The young minister and his family were strong supporters of the American Revolution. His brother, George, so devoted to Thomas that he moved to Sumter District in order to live near him, became an officer in the Continental army. Unable to find a place for himself as a chaplain in the hastily organized army, and, as Tory persecutions and British atrocities made the Black River territory unsafe for Patriots, Reese prudently moved with his family to his father's home in North Carolina. In this location he preached at Sugar Creek and at Providence Presbyterian churches, while engaging in the writing and distribution of war news summaries and patriotic handbills throughout the area, where few newspapers could be found and where there was no printing press. According to William Henry Foote, Reese "used his pen for his country" and the results were particularly effective in promoting the Revolution.
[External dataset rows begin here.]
//! Geometry kernel adapter: sandboxed, time-boxed script execution.

use std::path::PathBuf;
use std::time::Duration;

use async_trait::async_trait;
use tokio::process::Command;
use tracing::{debug, warn};

use crate::error::ExecutionError;
use crate::harness::{self, HarnessOutput};
use partforge_core::config::ForgeConfig;
use partforge_core::geometry::BoundingBox;
use serde::{Deserialize, Serialize};

/// Geometry facts produced by a successful execution.
///
/// The solid itself lives and dies with the sandboxed interpreter; callers
/// get its derived facts here and a mesh artifact through
/// [`KernelAdapter::export_stl`]. Extents are computed by the kernel from
/// the solid's geometry, never from source-code heuristics, and are kept
/// at full precision.
#[derive(Debug, Clone, PartialEq, Serialize, Deserialize)]
pub struct GeometryResult {
    pub bounding_box: BoundingBox,
}

/// The execution contract the validator and the repair loop depend on.
/// Tests substitute stub executors for deterministic pipelines.
#[async_trait]
pub trait ScriptExecutor: Send + Sync {
    /// Executes a parametric script in a fresh, isolated context.
    async fn execute(&self, script: &str) -> Result<GeometryResult, ExecutionError>;
}

/// Runs parametric scripts in a fresh interpreter subprocess per call.
///
/// Each call gets its own scratch file and process: no shared mutable
/// state across calls, no filesystem or network side effects beyond the
/// scratch file, and a hard wall-clock timeout after which the process is
/// killed and the call yields [`ExecutionError::Timeout`]. Execution
/// contexts are never reused or pooled across scripts.
#[derive(Debug, Clone)]
pub struct KernelAdapter {
    python_path: String,
    timeout: Duration,
    export_dir: PathBuf,
}

impl KernelAdapter {
    pub fn new(config: &ForgeConfig) -> Self {
        Self {
            python_path: config.python_path.clone(),
            timeout: Duration::from_secs(config.kernel_timeout_secs),
            export_dir: PathBuf::from(&config.export_dir),
        }
    }

    /// Overrides the execution timeout.
    pub fn with_timeout(mut self, timeout: Duration) -> Self {
        self.timeout = timeout;
        self
    }

    /// Exports the solid bound by `script` as an STL mesh, returning the
    /// artifact path. Mesh formatting is entirely the kernel's own
    /// exporter; the adapter only drives it.
    pub async fn export_stl(
        &self,
        script: &str,
        part_id: &str,
    ) -> Result<PathBuf, ExecutionError> {
        tokio::fs::create_dir_all(&self.export_dir)
            .await
            .map_err(|err| ExecutionError::Internal(format!("export dir: {err}")))?;

        let stl_path = self.export_dir.join(format!("{part_id}.stl"));
        let harness = harness::export_harness(script, &stl_path.to_string_lossy());
        let output = self.run_harness(&harness).await?;

        match output.path {
            Some(path) => Ok(PathBuf::from(path)),
            None => Err(ExecutionError::Internal(
                "export harness reported no output path".to_string(),
            )),
        }
    }

    async fn run_harness(&self, harness_source: &str) -> Result<HarnessOutput, ExecutionError> {
        let scratch = tempfile::Builder::new()
            .prefix("partforge-")
            .suffix(".py")
            .tempfile()
            .map_err(|err| ExecutionError::Internal(format!("scratch file: {err}")))?;
        tokio::fs::write(scratch.path(), harness_source)
            .await
            .map_err(|err| ExecutionError::Internal(format!("scratch write: {err}")))?;

        let child = Command::new(&self.python_path)
            .arg(scratch.path())
            .kill_on_drop(true)
            .stdout(std::process::Stdio::piped())
            .stderr(std::process::Stdio::piped())
            .spawn()
            .map_err(|err| ExecutionError::Internal(format!("spawn kernel: {err}")))?;

        let output = match tokio::time::timeout(self.timeout, child.wait_with_output()).await {
            Ok(result) => {
                result.map_err(|err| ExecutionError::Internal(format!("kernel wait: {err}")))?
            }
            Err(_) => {
                // kill_on_drop reaps the runaway interpreter
                warn!(timeout_secs = self.timeout.as_secs(), "kernel execution timed out");
                return Err(ExecutionError::Timeout(self.timeout.as_secs()));
            }
        };

        let stdout = String::from_utf8_lossy(&output.stdout);
        let stderr = String::from_utf8_lossy(&output.stderr);

        if !output.status.success() && stdout.trim().is_empty() {
            // The harness never got to print its envelope: a compile-time
            // failure of the combined file, typically a syntax error in
            // the user script.
            debug!(%stderr, "kernel process failed before printing envelope");
            return Err(harness::classify_failure(None, stderr.trim(), None));
        }

        serde_json::from_str::<HarnessOutput>(stdout.trim()).map_err(|err| {
            ExecutionError::Internal(format!(
                "unparseable harness output: {err}: {}",
                stdout.trim()
            ))
        })
    }
}

#[async_trait]
impl ScriptExecutor for KernelAdapter {
    async fn execute(&self, script: &str) -> Result<GeometryResult, ExecutionError> {
        let harness = harness::execution_harness(script);
        let output = self.run_harness(&harness).await?;

        if output.success {
            let bounding_box = output
                .bounding_box
                .ok_or_else(|| {
                    ExecutionError::Internal("success envelope without bounding box".to_string())
                })?
                .into();
            debug!(%bounding_box, "kernel execution succeeded");
            return Ok(GeometryResult { bounding_box });
        }

        Err(harness::classify_failure(
            output.error_kind.as_deref(),
            output.error.as_deref().unwrap_or("unknown kernel error"),
            output.traceback.as_deref(),
        ))
    }
}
At the end of the war, the clergyman returned to Black River, where he energetically endeavored to rebuild his war-torn parish. He also eloquently expressed his views on the relationship of the people to their new government in an essay entitled Influence of Religion on Civil Society. This treatise, favorably compared by one critic to the noted works of Bishop William Warburton and Dean William Paley, won for the author the degree of doctor of divinity from Princeton, conferred upon a Carolinian for the first time. Reese continued to write but was financially unable to publish extensively, as his literary compositions were too scholarly to enjoy a profitable sale. However, two of his homilies were included by David Austin in The American Preacher —the only sermons selected from a clergyman south of Virginia. According to his contemporaries, the oratorical ability of Reese, enhanced by his grace and dignity in the pulpit, greatly added to the effectiveness of his carefully composed discourses. The minister also skillfully emphasized music to an inspiring degree in his services. In fact, a controversy within the congregation over the use of hymns written by Isaac Watts as opposed to the versions of Francis Rous was one of the reasons Reese left the Salem church in 1792 and became pastor of the Carmel and Hopewell (Keowee) churches in Pendleton District, S.C.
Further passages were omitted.